EXERCISE BRIEF:
If a line in the entries below includes the string "success", copy it out.

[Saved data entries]
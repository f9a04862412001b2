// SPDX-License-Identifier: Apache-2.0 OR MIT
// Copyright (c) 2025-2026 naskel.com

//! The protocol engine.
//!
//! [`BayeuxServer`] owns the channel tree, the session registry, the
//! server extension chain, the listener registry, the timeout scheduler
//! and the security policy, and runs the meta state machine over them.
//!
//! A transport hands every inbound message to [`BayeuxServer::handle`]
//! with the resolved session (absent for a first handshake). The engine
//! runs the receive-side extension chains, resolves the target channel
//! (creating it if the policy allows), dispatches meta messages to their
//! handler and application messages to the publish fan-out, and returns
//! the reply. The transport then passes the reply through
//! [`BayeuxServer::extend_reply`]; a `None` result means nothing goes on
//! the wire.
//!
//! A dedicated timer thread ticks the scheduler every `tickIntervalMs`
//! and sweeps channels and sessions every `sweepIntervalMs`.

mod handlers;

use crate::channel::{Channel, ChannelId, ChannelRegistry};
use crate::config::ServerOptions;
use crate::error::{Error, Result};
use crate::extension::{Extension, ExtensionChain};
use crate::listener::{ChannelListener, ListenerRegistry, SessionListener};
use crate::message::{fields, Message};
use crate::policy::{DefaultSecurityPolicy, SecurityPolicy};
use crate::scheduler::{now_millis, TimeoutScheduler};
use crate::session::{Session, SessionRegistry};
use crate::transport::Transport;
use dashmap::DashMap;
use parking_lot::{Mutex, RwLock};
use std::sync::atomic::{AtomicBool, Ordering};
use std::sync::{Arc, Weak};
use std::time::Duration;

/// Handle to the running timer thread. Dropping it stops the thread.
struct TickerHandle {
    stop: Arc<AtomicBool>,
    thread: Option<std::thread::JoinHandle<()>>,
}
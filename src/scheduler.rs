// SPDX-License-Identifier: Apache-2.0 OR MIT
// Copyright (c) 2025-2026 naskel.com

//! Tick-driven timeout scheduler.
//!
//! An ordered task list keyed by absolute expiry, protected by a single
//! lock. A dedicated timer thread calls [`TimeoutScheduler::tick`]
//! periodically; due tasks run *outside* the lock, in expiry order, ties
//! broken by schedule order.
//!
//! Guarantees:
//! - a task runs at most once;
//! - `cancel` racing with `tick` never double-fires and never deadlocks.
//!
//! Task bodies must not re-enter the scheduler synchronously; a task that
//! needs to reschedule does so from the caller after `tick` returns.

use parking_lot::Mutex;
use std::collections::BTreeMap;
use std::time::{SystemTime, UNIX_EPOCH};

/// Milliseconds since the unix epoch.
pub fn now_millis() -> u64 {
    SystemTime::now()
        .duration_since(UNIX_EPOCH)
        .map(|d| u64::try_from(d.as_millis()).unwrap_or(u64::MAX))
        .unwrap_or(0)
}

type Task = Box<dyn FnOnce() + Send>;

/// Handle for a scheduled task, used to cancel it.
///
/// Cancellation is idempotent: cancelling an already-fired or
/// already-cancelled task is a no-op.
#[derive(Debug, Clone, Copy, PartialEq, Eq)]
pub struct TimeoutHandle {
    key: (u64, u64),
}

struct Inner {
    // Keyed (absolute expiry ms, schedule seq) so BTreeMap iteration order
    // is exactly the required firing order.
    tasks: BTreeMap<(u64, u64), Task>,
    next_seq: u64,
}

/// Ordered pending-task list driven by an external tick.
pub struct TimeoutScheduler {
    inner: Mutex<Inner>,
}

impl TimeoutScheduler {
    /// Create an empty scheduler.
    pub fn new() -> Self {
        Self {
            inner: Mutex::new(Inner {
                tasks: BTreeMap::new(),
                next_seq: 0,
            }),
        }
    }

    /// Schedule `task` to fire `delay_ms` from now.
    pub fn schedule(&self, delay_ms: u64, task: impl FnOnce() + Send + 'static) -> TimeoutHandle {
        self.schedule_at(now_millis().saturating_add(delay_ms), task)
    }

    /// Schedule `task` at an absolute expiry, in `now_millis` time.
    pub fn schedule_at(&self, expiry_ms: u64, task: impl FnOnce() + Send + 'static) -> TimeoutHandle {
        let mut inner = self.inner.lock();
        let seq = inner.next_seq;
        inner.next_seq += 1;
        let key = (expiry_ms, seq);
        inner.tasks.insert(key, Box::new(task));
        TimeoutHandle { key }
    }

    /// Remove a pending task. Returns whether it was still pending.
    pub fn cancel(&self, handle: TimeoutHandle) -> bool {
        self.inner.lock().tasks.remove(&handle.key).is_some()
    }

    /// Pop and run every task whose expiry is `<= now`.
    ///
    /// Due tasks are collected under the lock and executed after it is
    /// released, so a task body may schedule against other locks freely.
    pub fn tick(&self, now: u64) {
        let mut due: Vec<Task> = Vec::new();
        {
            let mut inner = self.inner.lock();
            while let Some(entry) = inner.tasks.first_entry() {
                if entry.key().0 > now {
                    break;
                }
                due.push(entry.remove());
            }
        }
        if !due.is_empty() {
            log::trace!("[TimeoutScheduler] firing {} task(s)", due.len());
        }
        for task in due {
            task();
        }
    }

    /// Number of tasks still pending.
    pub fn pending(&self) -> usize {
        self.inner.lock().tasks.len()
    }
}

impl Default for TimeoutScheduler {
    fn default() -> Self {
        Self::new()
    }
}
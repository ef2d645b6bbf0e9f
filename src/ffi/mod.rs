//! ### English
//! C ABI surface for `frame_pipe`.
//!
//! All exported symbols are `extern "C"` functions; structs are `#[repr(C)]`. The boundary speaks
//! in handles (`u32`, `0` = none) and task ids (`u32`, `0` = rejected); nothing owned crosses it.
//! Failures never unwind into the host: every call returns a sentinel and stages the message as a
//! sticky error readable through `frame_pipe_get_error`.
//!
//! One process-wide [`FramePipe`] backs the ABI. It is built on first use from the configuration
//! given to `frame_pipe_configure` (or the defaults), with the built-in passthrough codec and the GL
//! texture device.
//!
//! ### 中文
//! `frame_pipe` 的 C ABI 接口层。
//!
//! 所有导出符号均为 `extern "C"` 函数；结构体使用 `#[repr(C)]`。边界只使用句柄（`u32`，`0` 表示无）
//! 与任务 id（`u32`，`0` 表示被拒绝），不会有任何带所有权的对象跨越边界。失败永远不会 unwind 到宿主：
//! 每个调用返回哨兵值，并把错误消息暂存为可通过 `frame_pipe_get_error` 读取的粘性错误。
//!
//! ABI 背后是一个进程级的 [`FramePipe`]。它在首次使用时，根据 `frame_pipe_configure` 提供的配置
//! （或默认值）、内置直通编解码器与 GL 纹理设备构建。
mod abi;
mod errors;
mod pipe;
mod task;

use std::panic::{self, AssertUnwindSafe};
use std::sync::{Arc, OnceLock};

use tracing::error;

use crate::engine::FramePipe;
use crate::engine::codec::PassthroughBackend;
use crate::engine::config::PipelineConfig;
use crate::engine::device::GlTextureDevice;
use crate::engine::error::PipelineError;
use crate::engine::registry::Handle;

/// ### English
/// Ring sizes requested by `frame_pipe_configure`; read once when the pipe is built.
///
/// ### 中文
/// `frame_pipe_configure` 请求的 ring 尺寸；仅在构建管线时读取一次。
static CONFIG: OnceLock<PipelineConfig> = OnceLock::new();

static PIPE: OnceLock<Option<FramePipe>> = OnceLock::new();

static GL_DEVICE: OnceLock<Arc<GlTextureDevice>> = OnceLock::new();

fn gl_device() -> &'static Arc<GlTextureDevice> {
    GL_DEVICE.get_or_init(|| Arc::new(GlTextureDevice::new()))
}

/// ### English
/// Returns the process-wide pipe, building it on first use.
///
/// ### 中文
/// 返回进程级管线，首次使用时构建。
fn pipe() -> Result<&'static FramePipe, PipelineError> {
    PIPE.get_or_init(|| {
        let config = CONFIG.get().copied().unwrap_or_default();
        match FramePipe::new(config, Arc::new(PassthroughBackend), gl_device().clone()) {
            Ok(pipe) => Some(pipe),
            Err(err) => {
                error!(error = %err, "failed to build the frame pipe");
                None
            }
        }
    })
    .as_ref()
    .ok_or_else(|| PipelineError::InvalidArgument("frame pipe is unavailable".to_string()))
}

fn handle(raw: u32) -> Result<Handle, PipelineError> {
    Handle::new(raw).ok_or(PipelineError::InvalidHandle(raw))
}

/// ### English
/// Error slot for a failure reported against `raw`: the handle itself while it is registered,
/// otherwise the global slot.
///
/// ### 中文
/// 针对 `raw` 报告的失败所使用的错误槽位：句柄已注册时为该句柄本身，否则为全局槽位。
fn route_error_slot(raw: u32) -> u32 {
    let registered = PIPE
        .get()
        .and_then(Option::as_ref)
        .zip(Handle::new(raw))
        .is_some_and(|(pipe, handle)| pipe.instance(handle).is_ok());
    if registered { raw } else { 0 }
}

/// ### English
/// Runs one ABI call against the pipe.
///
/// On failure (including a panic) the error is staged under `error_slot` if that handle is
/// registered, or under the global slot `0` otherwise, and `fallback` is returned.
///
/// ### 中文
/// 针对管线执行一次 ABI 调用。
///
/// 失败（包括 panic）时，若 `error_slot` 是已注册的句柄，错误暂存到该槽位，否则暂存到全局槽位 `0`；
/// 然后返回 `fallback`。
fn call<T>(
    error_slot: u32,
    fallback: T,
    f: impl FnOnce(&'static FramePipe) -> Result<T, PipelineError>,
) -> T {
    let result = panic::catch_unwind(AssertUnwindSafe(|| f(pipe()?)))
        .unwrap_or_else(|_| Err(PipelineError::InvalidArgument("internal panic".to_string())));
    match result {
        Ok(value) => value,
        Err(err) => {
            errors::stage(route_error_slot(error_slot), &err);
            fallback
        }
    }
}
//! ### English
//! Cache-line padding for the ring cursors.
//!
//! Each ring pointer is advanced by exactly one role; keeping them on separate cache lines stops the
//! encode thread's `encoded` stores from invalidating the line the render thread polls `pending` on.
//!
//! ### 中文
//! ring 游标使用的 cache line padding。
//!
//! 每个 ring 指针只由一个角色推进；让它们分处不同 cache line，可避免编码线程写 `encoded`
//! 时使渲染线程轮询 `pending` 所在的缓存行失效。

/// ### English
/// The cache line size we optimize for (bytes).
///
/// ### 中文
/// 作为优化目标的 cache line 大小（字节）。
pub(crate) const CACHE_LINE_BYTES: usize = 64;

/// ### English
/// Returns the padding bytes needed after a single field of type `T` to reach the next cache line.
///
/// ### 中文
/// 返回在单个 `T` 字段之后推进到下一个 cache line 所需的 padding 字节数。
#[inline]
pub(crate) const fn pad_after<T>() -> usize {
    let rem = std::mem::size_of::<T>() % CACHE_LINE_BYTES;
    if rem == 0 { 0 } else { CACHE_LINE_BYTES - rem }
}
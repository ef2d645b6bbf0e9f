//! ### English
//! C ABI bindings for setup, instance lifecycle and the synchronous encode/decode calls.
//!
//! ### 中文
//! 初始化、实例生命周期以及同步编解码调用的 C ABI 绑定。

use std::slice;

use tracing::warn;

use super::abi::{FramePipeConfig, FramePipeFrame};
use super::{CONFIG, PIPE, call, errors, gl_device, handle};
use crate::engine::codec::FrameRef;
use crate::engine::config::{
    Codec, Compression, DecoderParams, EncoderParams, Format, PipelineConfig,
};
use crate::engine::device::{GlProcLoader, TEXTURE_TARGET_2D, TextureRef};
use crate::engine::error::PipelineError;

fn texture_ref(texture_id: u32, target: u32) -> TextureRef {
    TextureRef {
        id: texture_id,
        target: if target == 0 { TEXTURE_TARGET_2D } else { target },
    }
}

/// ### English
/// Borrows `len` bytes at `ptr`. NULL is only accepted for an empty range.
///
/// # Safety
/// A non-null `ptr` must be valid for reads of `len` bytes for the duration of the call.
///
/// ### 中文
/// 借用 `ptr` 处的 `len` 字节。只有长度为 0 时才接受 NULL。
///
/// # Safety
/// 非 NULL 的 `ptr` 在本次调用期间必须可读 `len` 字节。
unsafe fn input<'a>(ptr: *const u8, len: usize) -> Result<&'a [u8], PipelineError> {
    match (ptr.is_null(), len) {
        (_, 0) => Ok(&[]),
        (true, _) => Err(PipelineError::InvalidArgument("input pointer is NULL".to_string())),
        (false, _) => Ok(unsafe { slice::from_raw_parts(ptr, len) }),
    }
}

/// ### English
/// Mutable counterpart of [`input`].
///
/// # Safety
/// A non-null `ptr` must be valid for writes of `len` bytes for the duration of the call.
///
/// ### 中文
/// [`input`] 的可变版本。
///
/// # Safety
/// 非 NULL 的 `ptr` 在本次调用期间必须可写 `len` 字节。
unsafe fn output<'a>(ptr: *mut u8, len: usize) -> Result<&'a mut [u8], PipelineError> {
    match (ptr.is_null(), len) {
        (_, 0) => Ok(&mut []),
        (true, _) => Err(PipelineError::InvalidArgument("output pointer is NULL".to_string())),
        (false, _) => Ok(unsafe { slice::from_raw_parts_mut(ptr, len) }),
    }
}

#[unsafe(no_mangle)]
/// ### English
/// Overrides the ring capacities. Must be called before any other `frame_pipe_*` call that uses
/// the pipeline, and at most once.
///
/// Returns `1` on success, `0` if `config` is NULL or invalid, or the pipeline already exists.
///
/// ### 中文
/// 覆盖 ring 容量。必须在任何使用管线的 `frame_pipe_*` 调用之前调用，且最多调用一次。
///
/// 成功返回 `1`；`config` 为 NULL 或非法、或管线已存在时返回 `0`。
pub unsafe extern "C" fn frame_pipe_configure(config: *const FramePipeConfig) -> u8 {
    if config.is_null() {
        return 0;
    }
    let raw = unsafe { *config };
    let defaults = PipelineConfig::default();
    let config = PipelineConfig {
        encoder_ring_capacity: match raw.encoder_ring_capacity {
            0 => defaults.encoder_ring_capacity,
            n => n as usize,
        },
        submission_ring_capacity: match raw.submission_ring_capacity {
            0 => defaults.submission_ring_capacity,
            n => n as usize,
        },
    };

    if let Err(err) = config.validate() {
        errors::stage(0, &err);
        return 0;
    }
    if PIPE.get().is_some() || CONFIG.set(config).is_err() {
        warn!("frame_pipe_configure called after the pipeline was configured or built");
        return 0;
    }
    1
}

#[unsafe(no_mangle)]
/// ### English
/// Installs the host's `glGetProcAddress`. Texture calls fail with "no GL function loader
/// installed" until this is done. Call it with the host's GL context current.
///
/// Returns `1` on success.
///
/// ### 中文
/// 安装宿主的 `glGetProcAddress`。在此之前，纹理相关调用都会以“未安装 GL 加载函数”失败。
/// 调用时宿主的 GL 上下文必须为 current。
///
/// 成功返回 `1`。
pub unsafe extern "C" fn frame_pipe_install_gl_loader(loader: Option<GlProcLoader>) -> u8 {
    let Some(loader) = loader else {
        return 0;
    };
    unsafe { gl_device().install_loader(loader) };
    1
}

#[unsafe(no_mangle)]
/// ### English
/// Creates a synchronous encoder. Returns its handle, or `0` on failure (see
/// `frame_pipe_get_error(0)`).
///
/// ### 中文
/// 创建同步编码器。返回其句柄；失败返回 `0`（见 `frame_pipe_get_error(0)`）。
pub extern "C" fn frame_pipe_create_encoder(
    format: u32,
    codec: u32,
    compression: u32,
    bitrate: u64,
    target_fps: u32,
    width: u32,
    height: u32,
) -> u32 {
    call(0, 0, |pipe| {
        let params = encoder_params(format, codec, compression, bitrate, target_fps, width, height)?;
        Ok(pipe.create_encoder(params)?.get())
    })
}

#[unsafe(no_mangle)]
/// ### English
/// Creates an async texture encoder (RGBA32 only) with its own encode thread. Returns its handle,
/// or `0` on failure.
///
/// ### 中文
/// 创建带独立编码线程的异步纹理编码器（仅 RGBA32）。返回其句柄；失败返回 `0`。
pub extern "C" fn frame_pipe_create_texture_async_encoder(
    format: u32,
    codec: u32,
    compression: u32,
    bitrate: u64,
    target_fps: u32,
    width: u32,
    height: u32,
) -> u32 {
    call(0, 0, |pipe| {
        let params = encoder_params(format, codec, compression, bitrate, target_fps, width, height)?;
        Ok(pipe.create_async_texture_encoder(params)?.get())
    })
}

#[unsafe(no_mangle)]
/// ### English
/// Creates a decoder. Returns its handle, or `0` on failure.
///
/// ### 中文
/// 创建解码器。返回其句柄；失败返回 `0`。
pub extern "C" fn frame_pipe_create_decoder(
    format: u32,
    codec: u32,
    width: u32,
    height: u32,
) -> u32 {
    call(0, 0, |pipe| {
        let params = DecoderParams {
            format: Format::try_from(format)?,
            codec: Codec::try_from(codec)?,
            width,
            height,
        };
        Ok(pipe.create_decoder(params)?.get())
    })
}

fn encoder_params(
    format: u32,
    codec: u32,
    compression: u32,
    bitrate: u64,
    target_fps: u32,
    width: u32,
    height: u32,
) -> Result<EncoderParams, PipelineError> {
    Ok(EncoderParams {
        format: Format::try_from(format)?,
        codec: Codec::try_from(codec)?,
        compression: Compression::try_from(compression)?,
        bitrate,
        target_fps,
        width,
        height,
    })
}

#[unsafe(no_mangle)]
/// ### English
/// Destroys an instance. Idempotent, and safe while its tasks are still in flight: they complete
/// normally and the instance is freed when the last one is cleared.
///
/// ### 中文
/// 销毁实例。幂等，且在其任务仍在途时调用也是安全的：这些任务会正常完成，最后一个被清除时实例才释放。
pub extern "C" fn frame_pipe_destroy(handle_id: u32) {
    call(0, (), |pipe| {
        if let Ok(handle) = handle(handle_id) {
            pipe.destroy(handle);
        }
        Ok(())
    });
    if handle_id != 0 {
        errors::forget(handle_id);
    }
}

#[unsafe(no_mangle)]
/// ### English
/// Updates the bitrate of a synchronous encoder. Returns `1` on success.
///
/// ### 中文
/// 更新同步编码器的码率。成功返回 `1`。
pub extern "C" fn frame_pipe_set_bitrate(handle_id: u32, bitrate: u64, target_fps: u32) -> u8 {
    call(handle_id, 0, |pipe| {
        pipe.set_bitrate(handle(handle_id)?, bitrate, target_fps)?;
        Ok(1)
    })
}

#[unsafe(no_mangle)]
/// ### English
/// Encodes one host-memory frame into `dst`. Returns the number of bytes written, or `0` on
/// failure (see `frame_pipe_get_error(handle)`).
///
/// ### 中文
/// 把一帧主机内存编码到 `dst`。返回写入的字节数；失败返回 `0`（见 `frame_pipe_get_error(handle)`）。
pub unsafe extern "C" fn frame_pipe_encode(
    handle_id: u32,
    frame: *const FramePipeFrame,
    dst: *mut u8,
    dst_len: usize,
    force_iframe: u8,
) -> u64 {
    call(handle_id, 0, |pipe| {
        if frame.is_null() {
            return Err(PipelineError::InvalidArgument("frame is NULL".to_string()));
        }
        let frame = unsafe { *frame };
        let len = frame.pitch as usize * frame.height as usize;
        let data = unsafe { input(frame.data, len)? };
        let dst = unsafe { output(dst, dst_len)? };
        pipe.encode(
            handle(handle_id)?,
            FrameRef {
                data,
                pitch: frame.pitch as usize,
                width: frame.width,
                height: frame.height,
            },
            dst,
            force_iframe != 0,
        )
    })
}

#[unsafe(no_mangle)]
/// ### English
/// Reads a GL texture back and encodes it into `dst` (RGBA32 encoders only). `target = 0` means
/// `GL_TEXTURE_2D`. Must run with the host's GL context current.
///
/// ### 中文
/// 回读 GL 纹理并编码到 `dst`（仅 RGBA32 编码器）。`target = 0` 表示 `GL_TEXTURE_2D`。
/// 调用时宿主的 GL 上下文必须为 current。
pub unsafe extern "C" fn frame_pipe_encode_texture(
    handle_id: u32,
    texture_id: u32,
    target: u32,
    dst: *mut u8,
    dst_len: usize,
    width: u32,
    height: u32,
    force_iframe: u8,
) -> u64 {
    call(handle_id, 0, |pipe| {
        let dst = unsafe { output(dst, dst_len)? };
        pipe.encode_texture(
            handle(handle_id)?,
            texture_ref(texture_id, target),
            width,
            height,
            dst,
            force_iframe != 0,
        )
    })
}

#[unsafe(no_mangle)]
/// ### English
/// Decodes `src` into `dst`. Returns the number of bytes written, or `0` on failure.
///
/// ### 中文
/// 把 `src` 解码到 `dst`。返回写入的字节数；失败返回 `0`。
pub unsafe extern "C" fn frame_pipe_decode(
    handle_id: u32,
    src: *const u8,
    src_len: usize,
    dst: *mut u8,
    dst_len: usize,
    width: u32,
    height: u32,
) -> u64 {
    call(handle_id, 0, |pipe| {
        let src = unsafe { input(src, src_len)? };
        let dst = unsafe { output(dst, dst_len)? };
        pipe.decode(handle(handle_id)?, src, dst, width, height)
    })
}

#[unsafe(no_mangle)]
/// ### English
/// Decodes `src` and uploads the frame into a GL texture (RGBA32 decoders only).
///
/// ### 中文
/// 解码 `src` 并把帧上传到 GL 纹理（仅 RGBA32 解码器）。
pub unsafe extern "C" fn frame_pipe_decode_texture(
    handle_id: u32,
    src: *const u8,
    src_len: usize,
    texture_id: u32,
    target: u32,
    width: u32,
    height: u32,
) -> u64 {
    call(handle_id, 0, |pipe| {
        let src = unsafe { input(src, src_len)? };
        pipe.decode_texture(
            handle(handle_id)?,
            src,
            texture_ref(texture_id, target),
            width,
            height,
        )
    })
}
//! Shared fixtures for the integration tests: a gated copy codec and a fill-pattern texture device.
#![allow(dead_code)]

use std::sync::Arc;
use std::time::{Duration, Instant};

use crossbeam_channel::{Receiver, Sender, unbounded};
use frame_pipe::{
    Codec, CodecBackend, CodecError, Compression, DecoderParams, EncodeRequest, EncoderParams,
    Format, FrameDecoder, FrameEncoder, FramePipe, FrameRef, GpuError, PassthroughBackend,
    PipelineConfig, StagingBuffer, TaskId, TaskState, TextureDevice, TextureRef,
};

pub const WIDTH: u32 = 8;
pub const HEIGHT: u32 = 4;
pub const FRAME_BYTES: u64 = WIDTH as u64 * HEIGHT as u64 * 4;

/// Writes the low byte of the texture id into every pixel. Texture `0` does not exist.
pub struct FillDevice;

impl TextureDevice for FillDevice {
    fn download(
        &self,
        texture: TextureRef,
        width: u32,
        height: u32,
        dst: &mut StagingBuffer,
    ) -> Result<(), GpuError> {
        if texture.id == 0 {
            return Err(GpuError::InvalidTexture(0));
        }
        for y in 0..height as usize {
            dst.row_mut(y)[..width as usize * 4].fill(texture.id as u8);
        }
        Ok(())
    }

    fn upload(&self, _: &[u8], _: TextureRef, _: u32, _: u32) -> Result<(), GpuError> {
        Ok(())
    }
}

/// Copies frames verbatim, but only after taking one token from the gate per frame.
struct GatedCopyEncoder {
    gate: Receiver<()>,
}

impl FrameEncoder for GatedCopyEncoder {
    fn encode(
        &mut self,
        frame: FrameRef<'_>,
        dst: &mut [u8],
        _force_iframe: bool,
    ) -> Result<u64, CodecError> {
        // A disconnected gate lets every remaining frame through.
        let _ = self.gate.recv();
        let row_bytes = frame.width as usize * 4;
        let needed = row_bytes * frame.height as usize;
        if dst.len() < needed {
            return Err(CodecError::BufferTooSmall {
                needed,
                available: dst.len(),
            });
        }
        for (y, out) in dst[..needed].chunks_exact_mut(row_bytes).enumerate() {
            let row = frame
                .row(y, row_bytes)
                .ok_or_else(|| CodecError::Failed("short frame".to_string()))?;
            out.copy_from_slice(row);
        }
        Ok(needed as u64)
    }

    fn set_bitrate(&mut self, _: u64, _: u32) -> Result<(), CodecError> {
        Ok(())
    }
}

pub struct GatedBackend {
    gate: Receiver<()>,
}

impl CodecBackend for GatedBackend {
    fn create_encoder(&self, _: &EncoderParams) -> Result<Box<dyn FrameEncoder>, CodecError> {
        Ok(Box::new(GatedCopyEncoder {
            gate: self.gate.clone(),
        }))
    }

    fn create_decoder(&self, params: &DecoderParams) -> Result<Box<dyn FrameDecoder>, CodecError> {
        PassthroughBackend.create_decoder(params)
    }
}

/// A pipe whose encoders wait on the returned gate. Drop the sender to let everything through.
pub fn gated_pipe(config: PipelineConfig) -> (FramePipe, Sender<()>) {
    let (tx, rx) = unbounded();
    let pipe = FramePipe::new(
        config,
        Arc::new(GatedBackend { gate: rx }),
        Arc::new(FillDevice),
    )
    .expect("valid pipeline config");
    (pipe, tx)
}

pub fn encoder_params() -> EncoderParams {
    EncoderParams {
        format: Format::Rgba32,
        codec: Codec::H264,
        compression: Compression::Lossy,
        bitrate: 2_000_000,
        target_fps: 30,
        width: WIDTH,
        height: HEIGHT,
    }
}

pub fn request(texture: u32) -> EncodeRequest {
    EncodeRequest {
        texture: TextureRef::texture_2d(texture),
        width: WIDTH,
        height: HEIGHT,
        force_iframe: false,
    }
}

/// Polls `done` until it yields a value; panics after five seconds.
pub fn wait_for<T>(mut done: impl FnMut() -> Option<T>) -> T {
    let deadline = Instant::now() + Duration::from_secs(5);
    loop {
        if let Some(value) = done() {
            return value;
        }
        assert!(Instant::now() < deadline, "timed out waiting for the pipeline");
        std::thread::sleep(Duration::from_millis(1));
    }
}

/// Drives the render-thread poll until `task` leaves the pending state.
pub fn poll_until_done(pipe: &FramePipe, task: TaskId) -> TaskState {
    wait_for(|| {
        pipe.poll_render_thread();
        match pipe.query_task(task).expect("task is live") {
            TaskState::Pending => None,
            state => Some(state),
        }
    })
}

SOLUTION FOR THIS PROBLEM:
/// Returns `1` on success, `0` if `config` is NULL or invalid, or the pipeline already exists.
/// Returns `1` on success.
/// Updates the bitrate of a synchronous encoder. Returns `1` on success.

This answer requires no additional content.